CAF-Gen: A Multi-Agent System for Enriching Argumentation Structures
Quick Answer
CAF-Gen is an automated multi-agent framework that enhances shallow argument structures into CAF-compliant models, improving structural integrity through an iterative Creator-Reviewer pipeline.
Quick Take
CAF-Gen is an automated multi-agent framework that enhances shallow argument structures into CAF-compliant models, improving structural integrity through an iterative Creator-Reviewer pipeline. Experiments show that this approach yields higher quality data and better alignment with original annotations compared to single-pass generative models.
Key Points
- CAF-Gen addresses limitations of current Argument Mining techniques in capturing complex reasoning.
- The framework employs a Creator-Reviewer pipeline for iterative validation of argument structures.
- Experiments demonstrate improved data quality and structural richness in argument models.

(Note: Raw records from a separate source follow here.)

//! Curve25519 primitives with constant-time implementation
//!
//! This crate provides the arithmetic behind X25519: field operations
//! modulo 2^255 - 19, scalar clamping and the Montgomery ladder. Nothing in
//! the ladder branches on or indexes memory by secret data.
//!
//! The library is usable in both `std` and `no_std` environments; `std`
//! only adds `std::error::Error` and OS-backed randomness downstream.

#![cfg_attr(not(feature = "std"), no_std)]
#![forbid(unsafe_code)]
#![deny(missing_docs)]

// Error module and re-exports
pub mod error;
pub use error::{validate, Error, Result};

// Elliptic Curve primitives
pub mod ec;
pub use ec::{x25519, X25519FieldElement, X25519Scalar};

- Multi-agent collaboration mitigates issues of structural instability in single-pass models.
Article Content
From source RSS / original summaryarXiv:2606. 06646v1 Announce Type: new Abstract: Formalizing complex reasoning from natural text is one of the central challenges in computational linguistics. It requires systems to understand not just keywords but also the context and complex reasoning embedded in a text.
Current Argument Mining (AM) techniques identify basic claims and premises, yet they often struggle to capture the richer structural information required by advanced schemas such as the Carneades Argumentation Framework (CAF), which incorporates features such as premise types, proof standards, and argument schemes. We address this limitation by introducing CAF-Gen, an automated multi-agent framework designed to enrich shallow argument structures into CAF-compliant argument models.
By employing an iterative Creator-Reviewer pipeline, a creator agent's output is validated by a critical agent to ensure structural integrity. This multi-agent collaboration is crucial for mitigating the structural instability typical of single-pass generative models. Our experiments demonstrate that the iterative feedback loop improves the quality of the resulting data and achieves strong alignment with the original annotations, while producing structurally richer models.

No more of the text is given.